Several practice heads said that while there have been far fewer really big deals, midsize transactions are going relatively strongly.

“Large transactions are exciting and offer significant prestige, but the vast majority of M&A revenues for even the large law firms are generated in the $1 billion-and-under market,” Gerstein said.

Quarterly Losses

We chart (.pdf) the numbers comparing Q1 ’07 to the much less pleasant Q1 ’08 for the ten firms topping the Cal Law 25.



Jack Walker, a consultant who was Latham’s managing partner for six of his 30-plus years with the firm, noted that a high value can suggest a more complex deal and, thus, more work.

“In the case of deals, you’re adding value. So there’s always more of a celebratory, share-the-wealth attitude,” Walker said. At least with a lot of cash involved, the Zeughauser Group consultant added. Stock deals are less lucrative. “There’s less liquid assets – less to share.”

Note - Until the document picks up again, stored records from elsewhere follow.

#![forbid(unsafe_code)]

//! Rendering raw bytes for humans.

use core::fmt::Write;

/// A borrowed byte slice that `Display`s as a bytes literal, `b'...'`.
///
/// * Printable ascii (`32..=126`) is written as-is.
/// * Tab, newline, and carriage return use their short escapes.
/// * The backslash and the active quote character get a backslash.
/// * Everything else is written as `\xNN` with lowercase hex.
///
/// Single quotes are used unless the data has a `'` and no `"`, in which case
/// double quotes are used instead. This matches the way Python prints a
/// `bytes` value, which is what most people poking at file dumps are used to
/// reading.
///
/// `Debug` gives the same output as `Display`.
#[derive(Clone, Copy, PartialEq, Eq, PartialOrd, Ord, Hash, Default)]
#[repr(transparent)]
pub struct ByteLit<'b>(pub &'b [u8]);

impl<'b> From<&'b [u8]> for ByteLit<'b> {
  #[inline]
  #[must_use]
  fn from(bytes: &'b [u8]) -> Self {
    Self(bytes)
  }
}

impl ByteLit<'_> {
  /// The quote character that the literal will be wrapped in.
  #[inline]
  #[must_use]
  pub fn quote(&self) -> char {
    if self.0.contains(&b'\'') && !self.0.contains(&b'"') {
      '"'
    } else {
      '\''
    }
  }
}

impl core::fmt::Display for ByteLit<'_> {
  fn fmt(&self, f: &mut core::fmt::Formatter<'_>) -> core::fmt::Result {
    let quote = self.quote();
    f.write_char('b')?;
    f.write_char(quote)?;
    for &byte in self.0 {
      match byte {
        b'\t' => f.write_str("\\t")?,
        b'\n' => f.write_str("\\n")?,
        b'\r' => f.write_str("\\r")?,
        b'\\' => f.write_str("\\\\")?,
        32..=126 if byte as char == quote => {
          f.write_char('\\')?;
          f.write_char(quote)?;
        }
        32..=126 => f.write_char(byte as char)?,
        _ => write!(f, "\\x{byte:02x}")?,
      }
    }
    f.write_char(quote)
  }
}
impl core::fmt::Debug for ByteLit<'_> {
  #[inline]
  fn fmt(&self, f: &mut core::fmt::Formatter<'_>) -> core::fmt::Result {
    core::fmt::Display::fmt(self, f)
  }
}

“There probably is a general relationship between revenue and size of deals, although it’s not a perfect correlation,” agreed Jonathan Layne, co-chairman of M&A at Gibson, Dunn & Crutcher. The firm worked on a set of deals worth $54 billion – more than the remaining top 10 firms combined – thanks mostly to advising the banks behind Microsoft’s $41 billion bid for Yahoo.

Regardless of the importance of deal value, though, the sharp decline in numbers of transactions can’t be good, consultants said.

“I would be shocked if most firms – at least the major players in that area – aren’t seeing a reduction in hours,” said Ron Beard, a Zeughauser consultant who was Gibson’s chairman for 10 years.

Leaders of M&A practices were quick to point out bright spots in the dark economy. Foreign clients, they say, are eager to shop in the land of the increasingly discounted dollar.

“Cross-border deals led by strategic buyers outside the United States and the sovereign wealth funds . . . could be a very dramatic part of the M&A market,” Orrick’s Shecter said.

So far, though, foreigners haven’t yet swarmed U.S. shores en masse.